Нет ничего выше и прекраснее, чем дарить счастье ближнему! Ведь по-настоящему беден духовно и несчастен тот, кто только берет и ничего не дает взамен… Глубоко обманываются те, кто мыслит иначе.

Кречетов радовался оттого, что брал от Баси участливость, свежесть поцелуев, а сам отдавал взамен глубокую признательность, верность и безоглядное доверие своего сердца, ежедневно пополнявшееся новыми оттенками чувств. И если бы Алексей мог тогда сформулировать свое внутреннее состояние, то он, несомненно, сказал бы следующее людям: «Хотите водворить состояние всеобщего счастья – стремитесь к тому, чтобы каждый имел столько для жизни, сколько ему нужно, и чтобы никто не имел более того, чем нужно для удовлетворения своей сути».

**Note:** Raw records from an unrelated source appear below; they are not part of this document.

use async_trait::async_trait;
use chrono::{DateTime, Utc};
use rust_decimal::Decimal;
use sqlx::sqlite::{SqliteConnectOptions, SqliteJournalMode, SqlitePoolOptions, SqliteRow};
use sqlx::{Row, Sqlite, SqlitePool, Transaction};
use tokio::sync::{Mutex, OwnedMutexGuard};
use tracing::instrument;

use pantry_core::{Email, OrderId, Role, User, UserId, Visit, VisitId};
use pantry_inventory::{InventoryItem, ProductName};
use pantry_orders::{OrderRecord, PurchaserId};

use super::r#trait::{
    InsertOutcome, InventoryStore, OrderStore, PantryStore, StockTransaction, StoreError,
    UserStore, VisitStore,
};

const BUSY_TIMEOUT: Duration = Duration::from_secs(5);

const SCHEMA: &[&str] = &[
    r#"
    CREATE TABLE IF NOT EXISTS inventory (
        product_id   INTEGER PRIMARY KEY,
        product_name TEXT UNIQUE NOT NULL,
        unit_weight  TEXT NOT NULL,
        price        TEXT NOT NULL,
        quantity     INTEGER NOT NULL CHECK (quantity >= 0),
        category     TEXT NOT NULL,
        total_weight TEXT NOT NULL
    )
    "#,
    r#"
    CREATE TABLE IF NOT EXISTS orders (
        order_id     TEXT PRIMARY KEY,
        purchaser    TEXT NOT NULL,
        product_name TEXT NOT NULL,
        quantity     INTEGER NOT NULL,
        weight       TEXT NOT NULL,
        price        TEXT NOT NULL,
        category     TEXT NOT NULL,
        placed_at    TEXT NOT NULL
    )
    "#,
    r#"
    CREATE TABLE IF NOT EXISTS users (
        user_id      TEXT PRIMARY KEY,
        email        TEXT NOT NULL UNIQUE COLLATE NOCASE,
        display_name TEXT NULL,
        role         INTEGER NOT NULL,
        created_at   TEXT NOT NULL
    )
    "#,
    r#"
    CREATE TABLE IF NOT EXISTS visits (
        visit_id   TEXT PRIMARY KEY,
        user_email TEXT NULL,
        visited_at TEXT NOT NULL
    )
    "#,
];

fn map_sqlx_error(operation: &str, err: sqlx::Error) -> StoreError {
    tracing::error!(operation, error = %err, "sqlite operation failed");
    StoreError::Backend(format!("{operation}: {err}"))
}

fn parse_decimal(column: &str, raw: &str) -> Result<Decimal, StoreError> {
    Decimal::from_str(raw)
        .map_err(|e| StoreError::Corrupt(format!("{column} is not a decimal ({raw:?}): {e}")))
}

fn parse_uuid_column<T: FromStr>(column: &str, raw: &str) -> Result<T, StoreError>
where
    T::Err: core::fmt::Display,
{
    raw.parse::<T>()
        .map_err(|e| StoreError::Corrupt(format!("{column}: {e}")))
}

fn decode_err(column: &str, err: sqlx::Error) -> StoreError {
    StoreError::Corrupt(format!("failed to decode {column}: {err}"))
}

fn item_from_row(row: &SqliteRow) -> Result<InventoryItem, StoreError> {
    let name: String = row.try_get("product_name").map_err(|e| decode_err("product_name", e))?;
    let unit_weight: String = row.try_get("unit_weight").map_err(|e| decode_err("unit_weight", e))?;
    let price: String = row.try_get("price").map_err(|e| decode_err("price", e))?;
    let quantity: i64 = row.try_get("quantity").map_err(|e| decode_err("quantity", e))?;
    let category: String = row.try_get("category").map_err(|e| decode_err("category", e))?;
    let total_weight: String = row.try_get("total_weight").map_err(|e| decode_err("total_weight", e))?;

    let item = InventoryItem::from_stored(
        ProductName::parse(&name)?,
        parse_decimal("unit_weight", &unit_weight)?,
        parse_decimal("price", &price)?,
        quantity,
        category,
        parse_decimal("total_weight", &total_weight)?,
    )?;
    Ok(item)
}

fn order_from_row(row: &SqliteRow) -> Result<OrderRecord, StoreError> {
    let id: String = row.try_get("order_id").map_err(|e| decode_err("order_id", e))?;
    let purchaser: String = row.try_get("purchaser").map_err(|e| decode_err("purchaser", e))?;
    let product_name: String = row.try_get("product_name").map_err(|e| decode_err("product_name", e))?;
    let quantity: i64 = row.try_get("quantity").map_err(|e| decode_err("quantity", e))?;
    let weight: String = row.try_get("weight").map_err(|e| decode_err("weight", e))?;
    let price: String = row.try_get("price").map_err(|e| decode_err("price", e))?;
    let category: String = row.try_get("category").map_err(|e| decode_err("category", e))?;
    let placed_at: DateTime<Utc> = row.try_get("placed_at").map_err(|e| decode_err("placed_at", e))?;

    Ok(OrderRecord {
        id: parse_uuid_column::<OrderId>("order_id", &id)?,
        purchaser: PurchaserId::parse(&purchaser)?,
        product_name: ProductName::parse(&product_name)?,
        quantity,
        weight: parse_decimal("weight", &weight)?,
        price: parse_decimal("price", &price)?,
        category,
        placed_at,
    })
}

fn user_from_row(row: &SqliteRow) -> Result<User, StoreError> {
    let id: String = row.try_get("user_id").map_err(|e| decode_err("user_id", e))?;
    let email: String = row.try_get("email").map_err(|e| decode_err("email", e))?;
    let display_name: Option<String> =
        row.try_get("display_name").map_err(|e| decode_err("display_name", e))?;
    let role: i64 = row.try_get("role").map_err(|e| decode_err("role", e))?;
    let created_at: DateTime<Utc> = row.try_get("created_at").map_err(|e| decode_err("created_at", e))?;

    Ok(User {
        id: parse_uuid_column::<UserId>("user_id", &id)?,
        email: Email::parse(&email)?,
        display_name,
        role: Role::from_code(role)?,
        created_at,
    })
}

fn visit_from_row(row: &SqliteRow) -> Result<Visit, StoreError> {
    let id: String = row.try_get("visit_id").map_err(|e| decode_err("visit_id", e))?;
    let email: Option<String> = row.try_get("user_email").map_err(|e| decode_err("user_email", e))?;
    let visited_at: DateTime<Utc> = row.try_get("visited_at").map_err(|e| decode_err("visited_at", e))?;

    Ok(Visit {
        id: parse_uuid_column::<VisitId>("visit_id", &id)?,
        email: email.map(|e| Email::parse(&e)).transpose()?,
        visited_at,
    })
}

/// SQLite pantry store over a `sqlx` connection pool.
#[derive(Debug, Clone)]
pub struct SqlitePantryStore {
    pool: SqlitePool,
    write_gate: Arc<Mutex<()>>,
}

…Отдельным «секретным конвертом» в голове Кречетова хранились «бесы». Эти чертята выскакивали из табакерки по принципу подлости в самые что ни на есть неподходящие моменты. И сеть накинуть на этих прытких дьяволов ему не удавалось. Смысл сих «умственных недоразумений» сводился к тем возрастным глупостям, которые, подобно родимым пятнам, переходят из детства в отрочество, затем в юность и, случается, преследуют человека до гробовой доски. Временами Алексея начинали мучить вопросы: «Как выглядит Варя в бане?», «Не потолстеет ли она?», «Справляет ли она нужду?» и т. п.

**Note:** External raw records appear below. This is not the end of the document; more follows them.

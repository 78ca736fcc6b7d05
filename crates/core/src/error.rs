//! Domain error model.

use thiserror::Error;

/// Result type used across the domain layer.
pub type DomainResult<T> = Result<T, DomainError>;

/// Domain-level error.
///
/// Keep this focused on deterministic, business/domain failures (validation,
/// invariants, stock rules). Infrastructure concerns belong elsewhere.
#[derive(Debug, Error, Clone, PartialEq, Eq)]
pub enum DomainError {
    /// A value failed validation (e.g. malformed input).
    #[error("validation failed: {0}")]
    Validation(String),

    /// A domain invariant was violated.
    #[error("invariant violated: {0}")]
    InvariantViolation(String),

    /// An identifier was invalid (e.g. parse failure).
    #[error("invalid identifier: {0}")]
    InvalidId(String),

    /// A deduction asked for more units than are on hand.
    #[error("not enough stock for {product}: requested {requested}, available {available}")]
    InsufficientStock {
        product: String,
        requested: i64,
        available: i64,
    },

    /// A requested resource was not found (domain-level).
    #[error("not found")]
    NotFound,

    /// A conflict occurred (e.g. duplicate key).
    #[error("conflict: {0}")]
    Conflict(String),
}

impl DomainError {
    pub fn validation(msg: impl Into<String>) -> Self {
        Self::Validation(msg.into())
    }

    pub fn invariant(msg: impl Into<String>) -> Self {
        Self::InvariantViolation(msg.into())
    }

    pub fn invalid_id(msg: impl Into<String>) -> Self {
        Self::InvalidId(msg.into())
    }

    pub fn insufficient_stock(product: impl Into<String>, requested: i64, available: i64) -> Self {
        Self::InsufficientStock {
            product: product.into(),
            requested,
            available,
        }
    }

    pub fn conflict(msg: impl Into<String>) -> Self {
        Self::Conflict(msg.into())
    }

    pub fn not_found() -> Self {
        Self::NotFound
    }
}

Кречетов маялся скрытой тревогой, как беременная молодка, и порой подолгу не находил себе места. Но чем больше он изгонял из себя этих «бесов», тем ожесточеннее, против воли, они усаживались плотным горохом на булавке его воображения и точили, точили, точили его мозг. И вот тут-то в памяти огненными буквами и начинало полыхать крылатое изречение маменьки: «От мелких грязных мыслей можно перейти к чудовищной мерзости».

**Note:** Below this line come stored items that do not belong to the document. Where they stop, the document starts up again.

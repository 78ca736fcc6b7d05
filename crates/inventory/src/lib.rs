//! Inventory domain module.
//!
//! This crate contains business rules for pantry stock, implemented purely as
//! deterministic domain logic (no IO, no HTTP, no storage).

pub mod item;

pub use item::{InventoryItem, NewInventoryItem, ProductName};
pub use rust_decimal::Decimal;
use axum::extract::rejection::{JsonRejection, QueryRejection};
use axum::http::StatusCode;
use axum::response::{IntoResponse, Response};
use serde_json::json;

use pantry_core::DomainError;
use pantry_infra::{FinalizeError, StoreError};

pub fn finalize_error_to_response(err: FinalizeError) -> Response {
    match err {
        FinalizeError::Validation(msg) => json_error(StatusCode::BAD_REQUEST, "validation_error", msg),
        e @ FinalizeError::InsufficientStock { .. } => {
            json_error(StatusCode::CONFLICT, "insufficient_stock", e.to_string())
        }
        FinalizeError::ProductNotFound(product) => json_error(
            StatusCode::NOT_FOUND,
            "product_not_found",
            format!("product not found: {product}"),
        ),
        FinalizeError::Storage(e) => storage_failure(&e),
    }
}

pub fn store_error_to_response(err: StoreError) -> Response {
    match err {
        StoreError::NotFound(what) => json_error(StatusCode::NOT_FOUND, "not_found", format!("not found: {what}")),
        e @ StoreError::InsufficientStock { .. } => {
            json_error(StatusCode::CONFLICT, "insufficient_stock", e.to_string())
        }
        StoreError::Validation(msg) => json_error(StatusCode::BAD_REQUEST, "validation_error", msg),
        StoreError::Conflict(msg) => json_error(StatusCode::CONFLICT, "conflict", msg),
        e @ (StoreError::Corrupt(_) | StoreError::Backend(_)) => storage_failure(&e),
    }
}

pub fn domain_error_to_response(err: DomainError) -> Response {
    match err {
        DomainError::Validation(msg) | DomainError::InvalidId(msg) => {
            json_error(StatusCode::BAD_REQUEST, "validation_error", msg)
        }
        e @ DomainError::InsufficientStock { .. } => {
            json_error(StatusCode::CONFLICT, "insufficient_stock", e.to_string())
        }
        DomainError::Conflict(msg) => json_error(StatusCode::CONFLICT, "conflict", msg),
        DomainError::NotFound => json_error(StatusCode::NOT_FOUND, "not_found", "not found"),
        DomainError::InvariantViolation(msg) => {
            json_error(StatusCode::UNPROCESSABLE_ENTITY, "invariant_violation", msg)
        }
    }
}

/// Storage faults are logged in full and reported generically.
fn storage_failure(err: &StoreError) -> Response {
    tracing::error!(error = %err, "storage failure while handling request");
    json_error(
        StatusCode::INTERNAL_SERVER_ERROR,
        "storage_error",
        "internal storage error",
    )
}

pub fn json_rejection(rejection: JsonRejection) -> Response {
    json_error(StatusCode::BAD_REQUEST, "invalid_body", rejection.body_text())
}

pub fn query_rejection(rejection: QueryRejection) -> Response {
    json_error(StatusCode::BAD_REQUEST, "invalid_query", rejection.body_text())
}

pub fn json_error(status: StatusCode, code: &'static str, message: impl Into<String>) -> Response {
    (
        status,
        axum::Json(json!({
            "error": code,
            "message": message.into(),
        })),
    )
        .into_response()
}
use std::sync::Arc;

use axum::{
    extract::{
        rejection::{JsonRejection, QueryRejection},
        Extension, Query,
    },
    response::{IntoResponse, Response},
    routing::{get, post},
    Json, Router,
};

use pantry_orders::{PurchaserId, DEFAULT_TOP_N};

use crate::app::services::AppServices;
use crate::app::{dto, errors};

pub fn router() -> Router {
    Router::new()
        .route("/", get(list_orders))
        .route("/finalize", post(finalize_order))
        .route("/popular", get(popular_items))
}

pub async fn finalize_order(
    Extension(services): Extension<Arc<AppServices>>,
    body: Result<Json<dto::FinalizeOrderRequest>, JsonRejection>,
) -> Response {
    let Json(body) = match body {
        Ok(b) => b,
        Err(rejection) => return errors::json_rejection(rejection),
    };
    let (purchaser, lines) = match body.into_parts() {
        Ok(parts) => parts,
        Err(e) => return errors::domain_error_to_response(e),
    };

    match services.finalizer().finalize(lines, &purchaser).await {
        Ok(order) => Json(order).into_response(),
        Err(e) => errors::finalize_error_to_response(e),
    }
}

pub async fn list_orders(
    Extension(services): Extension<Arc<AppServices>>,
    query: Result<Query<dto::ListOrdersQuery>, QueryRejection>,
) -> Response {
    let Query(query) = match query {
        Ok(q) => q,
        Err(rejection) => return errors::query_rejection(rejection),
    };

    let purchaser = match query.purchaser.as_deref().map(PurchaserId::parse).transpose() {
        Ok(p) => p,
        Err(e) => return errors::domain_error_to_response(e),
    };

    match services.orders_for(purchaser.as_ref()).await {
        Ok(records) => Json(records).into_response(),
        Err(e) => errors::store_error_to_response(e),
    }
}

pub async fn popular_items(
    Extension(services): Extension<Arc<AppServices>>,
    query: Result<Query<dto::PopularQuery>, QueryRejection>,
) -> Response {
    let Query(query) = match query {
        Ok(q) => q,
        Err(rejection) => return errors::query_rejection(rejection),
    };

    match services.popular(query.limit.unwrap_or(DEFAULT_TOP_N)).await {
        Ok(items) => Json(items).into_response(),
        Err(e) => errors::store_error_to_response(e),
    }
}
//! Pantry user accounts.
//!
//! Users are keyed by email. Order records reference the purchaser by the same
//! email, so the lookup key is normalized (trimmed, lowercased) while the
//! original spelling is kept for display.

use chrono::{DateTime, Utc};
use serde::{Deserialize, Serialize};

use crate::error::{DomainError, DomainResult};
use crate::id::UserId;

/// A syntactically valid email address.
#[derive(Debug, Clone, PartialEq, Eq, Hash, Serialize, Deserialize)]
#[serde(try_from = "String", into = "String")]
pub struct Email(String);

impl Email {
    pub fn parse(raw: &str) -> DomainResult<Self> {
        let trimmed = raw.trim();
        if !is_valid_email(trimmed) {
            return Err(DomainError::validation(format!("invalid email address: {raw:?}")));
        }
        Ok(Self(trimmed.to_string()))
    }

    pub fn as_str(&self) -> &str {
        &self.0
    }

    /// Case-insensitive lookup key.
    pub fn key(&self) -> String {
        self.0.to_lowercase()
    }
}

impl core::fmt::Display for Email {
    fn fmt(&self, f: &mut core::fmt::Formatter<'_>) -> core::fmt::Result {
        f.write_str(&self.0)
    }
}

impl TryFrom<String> for Email {
    type Error = DomainError;

    fn try_from(value: String) -> Result<Self, Self::Error> {
        Self::parse(&value)
    }
}

impl From<Email> for String {
    fn from(value: Email) -> Self {
        value.0
    }
}

/// `local@domain.tld`: exactly one `@`, no whitespace, and a dot inside the
/// domain with characters on both sides.
fn is_valid_email(s: &str) -> bool {
    if s.chars().any(char::is_whitespace) {
        return false;
    }
    let Some((local, domain)) = s.split_once('@') else {
        return false;
    };
    if local.is_empty() || domain.contains('@') {
        return false;
    }
    match domain.rsplit_once('.') {
        Some((host, tld)) => !host.is_empty() && !tld.is_empty(),
        None => false,
    }
}

/// Role of a pantry account.
#[derive(Debug, Clone, Copy, PartialEq, Eq, Hash, Serialize, Deserialize, Default)]
#[serde(rename_all = "lowercase")]
pub enum Role {
    #[default]
    Student,
    Admin,
}

impl Role {
    pub fn as_str(&self) -> &'static str {
        match self {
            Role::Student => "student",
            Role::Admin => "admin",
        }
    }

    /// Numeric code used by the storage layer (0 = student, 1 = admin).
    pub fn code(&self) -> i64 {
        match self {
            Role::Student => 0,
            Role::Admin => 1,
        }
    }

    pub fn from_code(code: i64) -> DomainResult<Self> {
        match code {
            0 => Ok(Role::Student),
            1 => Ok(Role::Admin),
            other => Err(DomainError::validation(format!("unknown role code {other}"))),
        }
    }
}

impl core::str::FromStr for Role {
    type Err = DomainError;

    fn from_str(s: &str) -> Result<Self, Self::Err> {
        match s.trim().to_lowercase().as_str() {
            "student" => Ok(Role::Student),
            "admin" => Ok(Role::Admin),
            _ => Err(DomainError::validation("role must be one of: student, admin")),
        }
    }
}

/// A registered pantry user. No credentials are held here.
#[derive(Debug, Clone, PartialEq, Eq, Serialize, Deserialize)]
#[serde(rename_all = "camelCase")]
pub struct User {
    pub id: UserId,
    pub email: Email,
    pub display_name: Option<String>,
    pub role: Role,
    pub created_at: DateTime<Utc>,
}

impl User {
    pub fn register(
        email: Email,
        display_name: Option<String>,
        role: Role,
        created_at: DateTime<Utc>,
    ) -> Self {
        let display_name = display_name
            .map(|n| n.trim().to_string())
            .filter(|n| !n.is_empty());
        Self {
            id: UserId::new(),
            email,
            display_name,
            role,
            created_at,
        }
    }
}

Какую такую «чудовищную мерзость» мог совершить он, Алеша решительно не знал, потому как ему казалось, что «мелочь грязных мыслей» он давным-давно уже миновал и теперь вот завяз по уши в крупных пороках. И случись ему знать мнение Конфуция: «Ошибки человеческие, которые не исправляются, есть настоящие ошибки», – то бедный Кречетов считал бы этих проклятых «бесов» непременно «настоящей ошибкой» номер один. Вот такие дела…

* * *

Подъем и спуск по ступеням набережной, слезы ребяческих ссор с неподдельной серьезностью на лицах, чаепития, незабываемые прогулки в Липках, любезные тайны юности, «набеги» в театр, ароматы цветов, интимные слова, условные знаки, понимаемые только влюбленными, – сколько уже всего было на их памяти за эти длинные короткие дни!

Семнадцать лет – золотое время. Оно в жизни каждого бывает лишь раз, впрочем, как и все в жизни… Кречетов в свои семнадцать уже откровенно, с внутренней гордостью, как и другие воспитанники, курил на улице папиросы, отпустил по французской моде волосы ниже плеч, брызгал слюной сквозь зубы, следил за «парадкой» ногтей – подтачивал их турецкой пилкой и рьяно полировал о бархотку, словом, определенно ощущал себя в душе мужчиной, да и не только в душе. Увы, Алешку не обошла стороной глупая форма самоутверждения зеленых юнцов через табачную соску. Досадно было другое: он курил, и ему нравилось это занятие. А еще ему нравилась непоколебимая уверенность старшего брата, к которой Алешка интуитивно тянулся и пытался выковать это качество в себе. Алексею порой казалось, что он особенно восхищается Дмитрием и скрытно завидует ему именно за это качество.

Стоит ли продолжать? Семнадцать лет – это время, когда юноша открывает для себя зеркало. Хочется смотреться в него и видеть именно то, что хочется, а точнее – героя. И Кречетов в сем деле отнюдь не был исключением.

О Снежинской Алексей мог сказать лишь одно, что в шестнадцать лет Варенька была необыкновенной прелестницей. Когда они гуляли по Саратову, он не мог не замечать откровенных взглядов молодых людей, которые вызывала Барбара. В душе возникало двоякое, щекотливое чувство: с одной стороны, эти взгляды льстили его самолюбию, тешили собственнические нотки, с другой, они порождали раздражение, тяжелым бременем ложившееся на сердце.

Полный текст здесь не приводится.